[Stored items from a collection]
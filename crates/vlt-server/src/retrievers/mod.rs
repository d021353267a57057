// crates/vlt-server/src/retrievers/mod.rs
// Retriever contract and hybrid orchestration
//
// Every source implements the same small capability set; the hybrid
// orchestrator fans out concurrently, merges by score, dedupes by source
// path and optionally hands the merged list to the LLM reranker. One
// retriever failing must never take down the others, so the fan-out always
// goes through retrieve_safe.

mod bm25;
mod graph;
mod threads;
mod vault;
mod vector;

pub use bm25::Bm25Retriever;
pub use graph::GraphRetriever;
pub use threads::ThreadRetriever;
pub use vault::VaultRetriever;
pub use vector::VectorRetriever;

use crate::error::Result;
use crate::oracle::reranker::rerank;
use crate::llm::LlmClient;
use async_trait::async_trait;
use std::sync::Arc;
use vlt_types::{CodeChunk, RetrievalResult};

/// Capability set shared by all retrievers.
#[async_trait]
pub trait Retriever: Send + Sync {
    fn name(&self) -> &'static str;

    /// Whether this retriever can answer right now (key present, index
    /// populated, endpoint configured).
    async fn available(&self) -> bool;

    async fn retrieve(&self, query: &str, limit: usize) -> Result<Vec<RetrievalResult>>;

    /// Like retrieve, but failures degrade to an empty list after logging.
    async fn retrieve_safe(&self, query: &str, limit: usize) -> Vec<RetrievalResult> {
        match self.retrieve(query, limit).await {
            Ok(results) => results,
            Err(e) => {
                tracing::warn!(retriever = self.name(), "retrieval failed: {}", e);
                Vec::new()
            }
        }
    }
}

/// Merge per-retriever result lists: sort by score descending (stable, ties
/// broken by source path) and keep the first occurrence of each source path.
pub fn merge_results(results_by_retriever: Vec<Vec<RetrievalResult>>) -> Vec<RetrievalResult> {
    let mut all: Vec<RetrievalResult> = results_by_retriever.into_iter().flatten().collect();

    all.sort_by(|a, b| {
        b.score
            .partial_cmp(&a.score)
            .unwrap_or(std::cmp::Ordering::Equal)
            .then_with(|| a.source_path.cmp(&b.source_path))
    });

    let mut seen = std::collections::HashSet::new();
    all.retain(|r| seen.insert(r.source_path.clone()));
    all
}

/// Run hybrid retrieval across the given retrievers.
///
/// Each available retriever is queried concurrently with `limit = 2 * top_k`
/// to give the merger headroom. When reranking is enabled and a key is
/// configured, the merged list goes through the LLM reranker; otherwise it
/// is truncated to `top_k` by score.
pub async fn hybrid_retrieve(
    query: &str,
    retrievers: &[Arc<dyn Retriever>],
    top_k: usize,
    use_rerank: bool,
    llm: &LlmClient,
) -> Vec<RetrievalResult> {
    let mut available = Vec::new();
    for retriever in retrievers {
        if retriever.available().await {
            available.push(retriever.clone());
        } else {
            tracing::debug!(retriever = retriever.name(), "skipping unavailable retriever");
        }
    }

    if available.is_empty() {
        tracing::warn!("No retrievers available for hybrid retrieval");
        return Vec::new();
    }

    tracing::info!(
        count = available.len(),
        names = ?available.iter().map(|r| r.name()).collect::<Vec<_>>(),
        "Running hybrid retrieval"
    );

    let fetch_limit = top_k * 2;
    let tasks = available
        .iter()
        .map(|r| r.retrieve_safe(query, fetch_limit));
    let results_by_retriever = futures::future::join_all(tasks).await;

    for (retriever, results) in available.iter().zip(results_by_retriever.iter()) {
        tracing::debug!(retriever = retriever.name(), count = results.len(), "retriever done");
    }

    let merged = merge_results(results_by_retriever);
    tracing::info!(count = merged.len(), "Merged unique results");

    if use_rerank && llm.has_api_key() {
        rerank(query, merged, top_k, llm).await
    } else {
        merged.into_iter().take(top_k).collect()
    }
}

/// Compose the rendered content of a chunk result: signature, docstring,
/// imports, class context and body, each under a markdown subheading.
pub(crate) fn format_chunk_content(chunk: &CodeChunk) -> String {
    let mut parts = Vec::new();
    if let Some(sig) = &chunk.signature {
        parts.push(format!("# Signature\n{sig}"));
    }
    if let Some(doc) = &chunk.docstring {
        parts.push(format!("# Documentation\n{doc}"));
    }
    if let Some(imports) = &chunk.imports {
        parts.push(format!("# Imports\n{imports}"));
    }
    if let Some(ctx) = &chunk.class_context {
        parts.push(format!("# Class Context\n{ctx}"));
    }
    parts.push(format!("# Code\n{}", chunk.body));
    parts.join("\n\n")
}

/// Shared metadata bag for chunk-backed results.
pub(crate) fn chunk_metadata(
    chunk: &CodeChunk,
) -> std::collections::HashMap<String, serde_json::Value> {
    let mut metadata = std::collections::HashMap::new();
    metadata.insert("file_path".to_string(), chunk.file_path.clone().into());
    metadata.insert("chunk_kind".to_string(), chunk.chunk_kind.as_str().into());
    metadata.insert("qualified_name".to_string(), chunk.qualified_name.clone().into());
    metadata.insert("start_line".to_string(), chunk.start_line.into());
    metadata.insert("end_line".to_string(), chunk.end_line.into());
    metadata.insert("language".to_string(), chunk.language.clone().into());
    if let Some(sig) = &chunk.signature {
        metadata.insert("signature".to_string(), sig.clone().into());
    }
    metadata
}

#[cfg(test)]
mod tests {
    use super::*;
    use vlt_types::{RetrievalMethod, SourceType};

    pub(crate) fn result(path: &str, score: f32) -> RetrievalResult {
        RetrievalResult {
            content: format!("content for {path}"),
            source_type: SourceType::Code,
            source_path: path.to_string(),
            retrieval_method: RetrievalMethod::Vector,
            score,
            token_count: 10,
            metadata: Default::default(),
        }
    }

    #[test]
    fn test_merge_sorts_by_score_desc() {
        let merged = merge_results(vec![
            vec![result("a.py:1", 0.9)],
            vec![result("b.py:1", 1.0)],
        ]);
        assert_eq!(merged[0].source_path, "b.py:1");
        assert_eq!(merged[1].source_path, "a.py:1");
    }

    #[test]
    fn test_merge_dedupes_first_occurrence_wins() {
        let merged = merge_results(vec![
            vec![result("a.py:1", 0.9)],
            vec![result("a.py:1", 0.4)],
            vec![result("c.py:1", 0.5)],
        ]);
        assert_eq!(merged.len(), 2);
        assert_eq!(merged[0].source_path, "a.py:1");
        assert!((merged[0].score - 0.9).abs() < 1e-6);
    }

    #[test]
    fn test_merge_ties_break_by_source_path() {
        let merged = merge_results(vec![vec![
            result("z.py:1", 0.5),
            result("a.py:1", 0.5),
        ]]);
        assert_eq!(merged[0].source_path, "a.py:1");
        assert_eq!(merged[1].source_path, "z.py:1");
    }

    #[test]
    fn test_format_chunk_content_sections() {
        let chunk = CodeChunk {
            id: "c".to_string(),
            project_id: "p".to_string(),
            file_path: "src/a.py".to_string(),
            file_hash: String::new(),
            chunk_kind: vlt_types::ChunkKind::Method,
            name: "get_user".to_string(),
            qualified_name: "svc.User.get_user".to_string(),
            language: "python".to_string(),
            start_line: 5,
            end_line: 9,
            imports: Some("from db import query".to_string()),
            class_context: Some("class User:".to_string()),
            signature: Some("def get_user(self, id)".to_string()),
            decorators: None,
            docstring: Some("Fetch one user.".to_string()),
            body: "return query(id)".to_string(),
            embedding: None,
            token_count: None,
            created_at: chrono::Utc::now(),
            updated_at: chrono::Utc::now(),
        };

        let content = format_chunk_content(&chunk);
        assert!(content.contains("# Signature\ndef get_user(self, id)"));
        assert!(content.contains("# Documentation\nFetch one user."));
        assert!(content.contains("# Imports\nfrom db import query"));
        assert!(content.contains("# Class Context\nclass User:"));
        assert!(content.ends_with("# Code\nreturn query(id)"));
    }
}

__PROBLEM DESCRIPTION__:
Search the entries for the word "through" and pick out every line that holds it.

__WRITTEN ANSWER__:
// goes through retrieve_safe.
/// configured, the merged list goes through the LLM reranker; otherwise it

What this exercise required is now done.